1 Radiation imaging device 24 Built-in power supply 28 Indicator (notification means)
33 Abnormality detection means 40 Repeater 41 Power supply section 42 Short-circuit detection means 50 Console 51 Display section (notification means)
60 portable information terminal 61 display unit (notification means)
100 Radiation Imaging System Ca Cable V Built-in Power Supply Voltage Vth Threshold Vβ Voltage of power supplied to the radiation imaging apparatus

Claims (14)

A radiographic imaging device that has a built-in power supply and captures a radiographic image of a subject;
A power supply unit capable of supplying power to the built-in power supply of the radiographic imaging apparatus;
With
The power supply unit and the radiographic imaging device are connected by a cable,
The radiographic image capturing apparatus detects an abnormality when an abnormality occurs in a power supply path for supplying power from the power supply unit to the built-in power source of the radiographic image capturing apparatus via the cable. With
When the abnormality detection unit detects an abnormality of the power supply path, the abnormality detection unit instructs the notification unit to notify the abnormality of the power supply path.   The radiographic imaging system according to claim 1, wherein when the instruction is received, the notification unit notifies that an abnormality has occurred in the power supply path.   The radiographic imaging system according to claim 1, wherein the notification unit is provided in a portable information terminal or a console capable of controlling the radiographic imaging apparatus. The power supply unit is built in a repeater that relays communication between the radiation imaging apparatus and an external device,
When the abnormality detection unit detects an abnormality in the power supply path, the abnormality detection unit outputs the instruction to the repeater in a wired manner via the cable, and outputs the instruction to the notification unit via the repeater. The radiographic imaging system according to any one of claims 1 to 3, wherein:   The radiographic image capturing system according to claim 1, wherein the notification unit is provided in the radiographic image capturing apparatus.   The said alerting | reporting means alert | reports that the said electric power supply path | route is normal, when the said instruction | indication is not received from the said abnormality detection means, The Claim 1 characterized by the above-mentioned. Radiation imaging system.   The said cable contains the electric power supply wiring which supplies electric power to the said built-in power supply of the said radiographic imaging apparatus from the said power supply part, and the wiring for communication used for communication of Claim 1-6. The radiographic imaging system as described in any one of Claims.   The radiation according to any one of claims 1 to 7, wherein the notification means also notifies whether the communication between the radiographic imaging device and an external device is normal or abnormal. Image shooting system.   The abnormality detection means monitors the voltage of the built-in power supply of the radiographic imaging device, and if the voltage of the built-in power supply does not increase during charging of the built-in power supply, an abnormality has occurred in the power supply path. It detects, The radiographic imaging system as described in any one of Claims 1-8 characterized by the above-mentioned.   The radiographic image according to claim 9, wherein the abnormality detection unit does not perform an abnormality detection process of the power supply path when the built-in power source of the radiographic imaging apparatus is not charged.
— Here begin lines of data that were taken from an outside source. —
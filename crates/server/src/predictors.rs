//! Remote prediction service client
//!
//! One HTTP service answers all three prediction questions:
//! `POST {endpoint}/conversion`, `/objections` and `/needs`, each taking the
//! conversation id, messages and profile as JSON.

use async_trait::async_trait;
use reqwest::{Client, StatusCode};
use serde::de::DeserializeOwned;
use serde::{Deserialize, Serialize};
use std::sync::Arc;
use std::time::Duration;

use sales_agent_config::PredictorsConfig;
use sales_agent_core::{
    ConversionEstimate, ConversionPredictor, CustomerProfile, DetectedNeed, DetectedObjection,
    Message, NeedPredictor, ObjectionPredictor, PredictionError,
};
use sales_agent_decision::Predictors;

use crate::ServerError;

#[derive(Debug, Serialize)]
struct PredictionRequest<'a> {
    conversation_id: &'a str,
    messages: &'a [Message],
    profile: &'a CustomerProfile,
}

#[derive(Debug, Deserialize)]
struct ObjectionsResponse {
    #[serde(default)]
    objections: Vec<DetectedObjection>,
}

#[derive(Debug, Deserialize)]
struct NeedsResponse {
    #[serde(default)]
    needs: Vec<DetectedNeed>,
}

/// HTTP predictor implementing every predictor trait
pub struct RemotePredictor {
    client: Client,
    endpoint: String,
    api_key: Option<String>,
}

impl RemotePredictor {
    pub fn new(
        endpoint: impl Into<String>,
        request_timeout: Duration,
        api_key: Option<String>,
    ) -> Result<Self, ServerError> {
        let client = Client::builder()
            .timeout(request_timeout)
            .build()
            .map_err(|e| ServerError::Internal(format!("Failed to build HTTP client: {}", e)))?;
        Ok(Self {
            client,
            endpoint: endpoint.into().trim_end_matches('/').to_string(),
            api_key,
        })
    }

    /// `None` when no endpoint is configured
    pub fn from_config(config: &PredictorsConfig) -> Result<Option<Arc<Self>>, ServerError> {
        match &config.endpoint {
            Some(endpoint) => Ok(Some(Arc::new(Self::new(
                endpoint.clone(),
                Duration::from_millis(config.request_timeout_ms),
                config.api_key.clone(),
            )?))),
            None => Ok(None),
        }
    }

    pub fn endpoint(&self) -> &str {
        &self.endpoint
    }

    /// Use this service for all three predictions
    pub fn into_predictors(self: Arc<Self>) -> Predictors {
        Predictors::new()
            .with_conversion(self.clone())
            .with_objections(self.clone())
            .with_needs(self)
    }

    async fn post<T: DeserializeOwned>(
        &self,
        path: &str,
        conversation_id: &str,
        messages: &[Message],
        profile: &CustomerProfile,
    ) -> Result<T, PredictionError> {
        let url = format!("{}/{}", self.endpoint, path);
        let request = PredictionRequest {
            conversation_id,
            messages,
            profile,
        };

        let mut builder = self.client.post(&url).json(&request);
        if let Some(key) = &self.api_key {
            builder = builder.bearer_auth(key);
        }

        let response = builder.send().await.map_err(|e| {
            if e.is_timeout() {
                PredictionError::Timeout
            } else if e.is_connect() {
                PredictionError::Unavailable(format!("{}: {}", url, e))
            } else {
                PredictionError::Backend(format!("Request to {} failed: {}", url, e))
            }
        })?;

        let status = response.status();
        if !status.is_success() {
            let body = response.text().await.unwrap_or_default();
            return Err(classify_status(status, body));
        }

        response
            .json()
            .await
            .map_err(|e| PredictionError::InvalidResponse(format!("{}: {}", path, e)))
    }
}

fn classify_status(status: StatusCode, body: String) -> PredictionError {
    match status {
        StatusCode::BAD_REQUEST | StatusCode::UNPROCESSABLE_ENTITY => {
            PredictionError::InvalidInput(format!("{} - {}", status, body))
        },
        StatusCode::SERVICE_UNAVAILABLE | StatusCode::TOO_MANY_REQUESTS => {
            PredictionError::Unavailable(format!("{} - {}", status, body))
        },
        StatusCode::GATEWAY_TIMEOUT | StatusCode::REQUEST_TIMEOUT => PredictionError::Timeout,
        _ => PredictionError::Backend(format!("{} - {}", status, body)),
    }
}

#[async_trait]
impl ConversionPredictor for RemotePredictor {
    async fn predict_conversion(
        &self,
        conversation_id: &str,
        messages: &[Message],
        profile: &CustomerProfile,
    ) -> Result<ConversionEstimate, PredictionError> {
        let estimate: ConversionEstimate = self
            .post("conversion", conversation_id, messages, profile)
            .await?;
        if !estimate.probability.is_finite() {
            return Err(PredictionError::InvalidResponse(
                "conversion probability is not a number".to_string(),
            ));
        }
        Ok(ConversionEstimate::new(estimate.probability))
    }
}

#[async_trait]
impl ObjectionPredictor for RemotePredictor {
    async fn predict_objections(
        &self,
        conversation_id: &str,
        messages: &[Message],
        profile: &CustomerProfile,
    ) -> Result<Vec<DetectedObjection>, PredictionError> {
        let response: ObjectionsResponse = self
            .post("objections", conversation_id, messages, profile)
            .await?;
        Ok(response.objections)
    }
}

#[async_trait]
impl NeedPredictor for RemotePredictor {
    async fn predict_needs(
        &self,
        conversation_id: &str,
        messages: &[Message],
        profile: &CustomerProfile,
    ) -> Result<Vec<DetectedNeed>, PredictionError> {
        let response: NeedsResponse = self
            .post("needs", conversation_id, messages, profile)
            .await?;
        Ok(response.needs)
    }
}
//! Sales strategy catalog and selection
//!
//! Seven fixed strategies are scored against the [`ConversationContext`] with
//! auditable signal tables ([`scoring`]), executed as small decision trees
//! ([`catalog`]) and ranked by `score × weight` in the [`selector`].
//!
//! [`ConversationContext`]: sales_agent_core::ConversationContext

pub mod catalog;
pub mod scoring;
pub mod selector;

use serde::{Deserialize, Serialize};
use std::str::FromStr;

use sales_agent_core::ConversationContext;

pub use scoring::{Signal, SignalTable};
pub use selector::{RankedStrategy, StrategySelector};

/// The strategy catalog, in tie-breaking order
#[derive(Debug, Clone, Copy, PartialEq, Eq, Hash, PartialOrd, Ord, Serialize, Deserialize)]
#[serde(rename_all = "snake_case")]
pub enum StrategyKind {
    Aggressive,
    Conservative,
    Adaptive,
    Empathetic,
    ValueFocused,
    UrgencyBased,
    RelationshipBuilding,
}

impl StrategyKind {
    pub const ALL: [StrategyKind; 7] = [
        StrategyKind::Aggressive,
        StrategyKind::Conservative,
        StrategyKind::Adaptive,
        StrategyKind::Empathetic,
        StrategyKind::ValueFocused,
        StrategyKind::UrgencyBased,
        StrategyKind::RelationshipBuilding,
    ];

    pub fn as_str(&self) -> &'static str {
        match self {
            StrategyKind::Aggressive => "aggressive",
            StrategyKind::Conservative => "conservative",
            StrategyKind::Adaptive => "adaptive",
            StrategyKind::Empathetic => "empathetic",
            StrategyKind::ValueFocused => "value_focused",
            StrategyKind::UrgencyBased => "urgency_based",
            StrategyKind::RelationshipBuilding => "relationship_building",
        }
    }

    /// Suitability of this strategy for `ctx`, in [0, 1]
    pub fn score(&self, ctx: &ConversationContext) -> f32 {
        scoring::table(*self).score(ctx)
    }

    /// Run this strategy's decision tree
    pub fn execute(&self, ctx: &ConversationContext) -> StrategyDecision {
        catalog::execute(*self, ctx)
    }
}

impl std::fmt::Display for StrategyKind {
    fn fmt(&self, f: &mut std::fmt::Formatter<'_>) -> std::fmt::Result {
        f.write_str(self.as_str())
    }
}

/// Unknown strategy name
#[derive(Debug, Clone, PartialEq, Eq, thiserror::Error)]
#[error("Unknown strategy '{0}'")]
pub struct UnknownStrategy(pub String);

impl FromStr for StrategyKind {
    type Err = UnknownStrategy;

    fn from_str(s: &str) -> Result<Self, Self::Err> {
        let normalized = s.trim().to_ascii_lowercase().replace(['-', ' '], "_");
        StrategyKind::ALL
            .into_iter()
            .find(|kind| kind.as_str() == normalized)
            .ok_or_else(|| UnknownStrategy(s.to_string()))
    }
}

/// Outcome of executing one strategy
#[derive(Debug, Clone, PartialEq, Serialize, Deserialize)]
pub struct StrategyDecision {
    pub strategy: StrategyKind,
    pub recommended_action: String,
    /// Confidence in [0, 1]
    pub confidence: f32,
    pub reasoning: String,
    #[serde(default, skip_serializing_if = "Option::is_none")]
    pub fallback_action: Option<String>,
    /// Urgency in [0, 10]
    pub urgency_level: u8,
}
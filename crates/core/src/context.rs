//! Conversation context snapshot
//!
//! `ConversationContext` is the immutable input strategies are scored against.
//! It is built fresh for every decision, either by the caller or from the
//! messages and profile via [`ConversationContext::from_conversation`], and is
//! never retained after the decision returns.

use once_cell::sync::Lazy;
use regex::Regex;
use serde::{Deserialize, Serialize};
use std::collections::HashMap;

use crate::conversation::{CustomerProfile, DecisionTimeline, Message};

static PRICE_PATTERN: Lazy<Regex> = Lazy::new(|| {
    Regex::new(
        r"(?i)\b(price|pricing|cost|costs|rate|rates|interest|fee|fees|charges|expensive|cheap|afford|budget|discount)\b",
    )
    .expect("price pattern is valid")
});

static COMPETITOR_PATTERN: Lazy<Regex> = Lazy::new(|| {
    Regex::new(
        r"(?i)\b(competitor|competitors|other bank|another bank|other provider|alternative|alternatives|compare|comparing|comparison|versus|switch from)\b",
    )
    .expect("competitor pattern is valid")
});

/// Keyword signals detected in the customer's own turns
#[derive(Debug, Clone, Copy, Default, PartialEq, Eq)]
pub struct ContextSignals {
    pub price_mentioned: bool,
    pub competitor_mentioned: bool,
}

impl ContextSignals {
    pub fn scan(messages: &[Message]) -> Self {
        messages
            .iter()
            .filter(|m| m.is_customer())
            .fold(Self::default(), |acc, m| Self {
                price_mentioned: acc.price_mentioned || PRICE_PATTERN.is_match(&m.content),
                competitor_mentioned: acc.competitor_mentioned
                    || COMPETITOR_PATTERN.is_match(&m.content),
            })
    }
}

/// Per-decision conversation snapshot
#[derive(Debug, Clone, PartialEq, Serialize, Deserialize)]
pub struct ConversationContext {
    pub conversation_id: String,
    pub message_count: usize,
    /// Sentiment in [-1, 1]
    pub customer_sentiment: f32,
    /// Engagement in [0, 1]
    pub engagement_score: f32,
    pub objection_count: u32,
    pub price_mentioned: bool,
    pub competitor_mentioned: bool,
    #[serde(default)]
    pub decision_timeline: DecisionTimeline,
    #[serde(default)]
    pub customer_profile: HashMap<String, serde_json::Value>,
    #[serde(default)]
    pub detected_needs: Vec<String>,
    /// Conversion probability in [0, 1]
    pub conversion_probability: f32,
    /// Seconds since the conversation started
    #[serde(default)]
    pub time_in_conversation: f64,
}

impl Default for ConversationContext {
    fn default() -> Self {
        Self {
            conversation_id: "anonymous".to_string(),
            message_count: 0,
            customer_sentiment: 0.0,
            engagement_score: 0.5,
            objection_count: 0,
            price_mentioned: false,
            competitor_mentioned: false,
            decision_timeline: DecisionTimeline::Unknown,
            customer_profile: HashMap::new(),
            detected_needs: Vec::new(),
            conversion_probability: 0.5,
            time_in_conversation: 0.0,
        }
    }
}

impl ConversationContext {
    /// Build a context from the raw conversation
    ///
    /// Profile attributes (`sentiment`, `engagement_score`, `objection_count`,
    /// `conversion_probability`, `time_in_conversation`, `decision_timeline`)
    /// take precedence; missing ones are estimated from the messages or left at
    /// neutral defaults. Prediction-derived fields are refined later by the
    /// decision engine.
    pub fn from_conversation(messages: &[Message], profile: &CustomerProfile) -> Self {
        let signals = ContextSignals::scan(messages);

        let customer_sentiment = profile
            .get_f64("sentiment")
            .map(|s| s as f32)
            .unwrap_or(0.0);
        let engagement_score = profile
            .get_f64("engagement_score")
            .map(|e| e as f32)
            .unwrap_or_else(|| estimate_engagement(messages));
        let time_in_conversation = profile
            .get_f64("time_in_conversation")
            .unwrap_or_else(|| elapsed_seconds(messages));

        Self {
            conversation_id: profile.conversation_id().to_string(),
            message_count: messages.len(),
            customer_sentiment,
            engagement_score,
            objection_count: profile
                .get_f64("objection_count")
                .map(|c| c.max(0.0) as u32)
                .unwrap_or(0),
            price_mentioned: signals.price_mentioned,
            competitor_mentioned: signals.competitor_mentioned,
            decision_timeline: profile.decision_timeline(),
            customer_profile: profile.attributes.clone(),
            detected_needs: Vec::new(),
            conversion_probability: profile
                .get_f64("conversion_probability")
                .map(|p| p as f32)
                .unwrap_or(0.5),
            time_in_conversation,
        }
        .normalized()
    }

    /// Clamp every bounded field into its documented range
    pub fn normalized(mut self) -> Self {
        self.customer_sentiment = clamp_finite(self.customer_sentiment, -1.0, 1.0, 0.0);
        self.engagement_score = clamp_finite(self.engagement_score, 0.0, 1.0, 0.5);
        self.conversion_probability = clamp_finite(self.conversion_probability, 0.0, 1.0, 0.5);
        if !self.time_in_conversation.is_finite() || self.time_in_conversation < 0.0 {
            self.time_in_conversation = 0.0;
        }
        self
    }

    /// Whether any detected need tag contains one of `fragments`
    pub fn has_need_matching(&self, fragments: &[&str]) -> bool {
        self.detected_needs.iter().any(|need| {
            let need = need.to_ascii_lowercase();
            fragments.iter().any(|f| need.contains(f))
        })
    }
}

fn clamp_finite(value: f32, min: f32, max: f32, fallback: f32) -> f32 {
    if value.is_finite() {
        value.clamp(min, max)
    } else {
        fallback
    }
}

/// Share of customer turns blended with their average length
fn estimate_engagement(messages: &[Message]) -> f32 {
    let customer: Vec<&Message> = messages.iter().filter(|m| m.is_customer()).collect();
    if customer.is_empty() {
        return 0.0;
    }
    let turns = (customer.len() as f32 / 5.0).min(1.0);
    let avg_chars =
        customer.iter().map(|m| m.content.chars().count()).sum::<usize>() as f32 / customer.len() as f32;
    let depth = (avg_chars / 100.0).min(1.0);
    0.5 * turns + 0.5 * depth
}

fn elapsed_seconds(messages: &[Message]) -> f64 {
    let mut stamps = messages.iter().filter_map(|m| m.timestamp);
    match (stamps.next(), stamps.last()) {
        (Some(first), Some(last)) => (last - first).num_milliseconds().max(0) as f64 / 1000.0,
        _ => 0.0,
    }
}

#[cfg(test)]
mod tests {
    use super::*;
    use chrono::{Duration, Utc};
    use serde_json::json;

    #[test]
    fn test_keyword_signals_only_read_customer_turns() {
        let messages = vec![
            Message::assistant("Our interest rate is the lowest around"),
            Message::user("I was comparing with another bank"),
        ];
        let signals = ContextSignals::scan(&messages);
        assert!(!signals.price_mentioned);
        assert!(signals.competitor_mentioned);
    }

    #[test]
    fn test_profile_attributes_take_precedence() {
        let profile = CustomerProfile::new()
            .with_session("s-1")
            .with_attribute("sentiment", json!(0.6))
            .with_attribute("engagement_score", json!(0.9))
            .with_attribute("decision_timeline", json!("immediate"));
        let ctx = ConversationContext::from_conversation(&[Message::user("hi")], &profile);

        assert_eq!(ctx.conversation_id, "s-1");
        assert_eq!(ctx.message_count, 1);
        assert!((ctx.customer_sentiment - 0.6).abs() < f32::EPSILON);
        assert!((ctx.engagement_score - 0.9).abs() < f32::EPSILON);
        assert_eq!(ctx.decision_timeline, DecisionTimeline::Immediate);
        assert_eq!(ctx.conversion_probability, 0.5);
    }

    #[test]
    fn test_out_of_range_values_are_clamped() {
        let profile = CustomerProfile::new()
            .with_attribute("sentiment", json!(-4.0))
            .with_attribute("conversion_probability", json!(3.0));
        let ctx = ConversationContext::from_conversation(&[], &profile);
        assert_eq!(ctx.customer_sentiment, -1.0);
        assert_eq!(ctx.conversion_probability, 1.0);
        assert_eq!(ctx.engagement_score, 0.0);
    }

    #[test]
    fn test_elapsed_time_from_timestamps() {
        let start = Utc::now();
        let mut first = Message::user("hello");
        first.timestamp = Some(start);
        let mut last = Message::user("what does it cost?");
        last.timestamp = Some(start + Duration::seconds(90));

        let ctx = ConversationContext::from_conversation(&[first, last], &CustomerProfile::new());
        assert!((ctx.time_in_conversation - 90.0).abs() < 0.01);
        assert!(ctx.price_mentioned);
    }

    #[test]
    fn test_need_matching() {
        let ctx = ConversationContext {
            detected_needs: vec!["ROI_tracking".to_string()],
            ..Default::default()
        };
        assert!(ctx.has_need_matching(&["roi", "growth"]));
        assert!(!ctx.has_need_matching(&["support"]));
    }
}
//! Sales Agent Server
//!
//! HTTP endpoints for the decision engine, circuit breaker administration and
//! Prometheus metrics.

pub mod http;
pub mod metrics;
pub mod predictors;
pub mod state;

pub use http::create_router;
pub use metrics::{init_metrics, record_decision, record_request};
pub use predictors::RemotePredictor;
pub use state::AppState;

use axum::http::StatusCode;
use axum::response::{IntoResponse, Response};
use axum::Json;
use thiserror::Error;

/// Server errors
#[derive(Error, Debug)]
pub enum ServerError {
    #[error("Invalid request: {0}")]
    InvalidRequest(String),

    #[error("Not found: {0}")]
    NotFound(String),

    #[error("Configuration error: {0}")]
    Config(#[from] sales_agent_config::ConfigError),

    #[error("Decision engine error: {0}")]
    Decision(#[from] sales_agent_decision::DecisionError),

    #[error("Metrics error: {0}")]
    Metrics(String),

    #[error("Internal error: {0}")]
    Internal(String),
}

impl ServerError {
    pub fn status(&self) -> StatusCode {
        match self {
            ServerError::InvalidRequest(_) => StatusCode::BAD_REQUEST,
            ServerError::NotFound(_) => StatusCode::NOT_FOUND,
            ServerError::Config(_) => StatusCode::INTERNAL_SERVER_ERROR,
            ServerError::Decision(_) => StatusCode::INTERNAL_SERVER_ERROR,
            ServerError::Metrics(_) => StatusCode::SERVICE_UNAVAILABLE,
            ServerError::Internal(_) => StatusCode::INTERNAL_SERVER_ERROR,
        }
    }
}

impl From<ServerError> for StatusCode {
    fn from(err: ServerError) -> Self {
        err.status()
    }
}

impl IntoResponse for ServerError {
    fn into_response(self) -> Response {
        let status = self.status();
        if status.is_server_error() {
            tracing::error!(error = %self, "Request failed");
        }
        let body = Json(serde_json::json!({
            "status": "error",
            "message": self.to_string(),
        }));
        (status, body).into_response()
    }
}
Shooting system. The repeater includes a short-circuit detecting unit that detects a short-circuit in a power supply path for supplying power from the power supply unit to the built-in power supply of the radiographic imaging apparatus via the cable. ,
The short circuit detection means, when detecting that a short circuit has occurred in the power supply path, issues an instruction to notify the notification means that a short circuit has occurred in the power supply path. The radiographic imaging system as described in any one of Claims 1-10.   The radiographic imaging system according to claim 11, wherein when the instruction is received, the notification unit notifies that a short circuit has occurred in the power supply path.   The short-circuit detection means monitors the voltage of power supplied from the power supply unit to the radiation imaging apparatus, and detects that a short-circuit has occurred in the power supply path when the voltage is equal to or lower than a threshold value. The radiographic imaging system of Claim 11 or Claim 12 characterized by these. A radiographic imaging device that captures a radiographic image of a subject,
Built-in power supply that can charge power by connecting a cable from the external power supply,
An abnormality detecting means for detecting when an abnormality has occurred in a power supply path for supplying electric power to the built-in power supply;
With
When the abnormality detection unit detects an abnormality, the radiation image capturing apparatus is configured to instruct the notification unit to notify the abnormality of the power supply path.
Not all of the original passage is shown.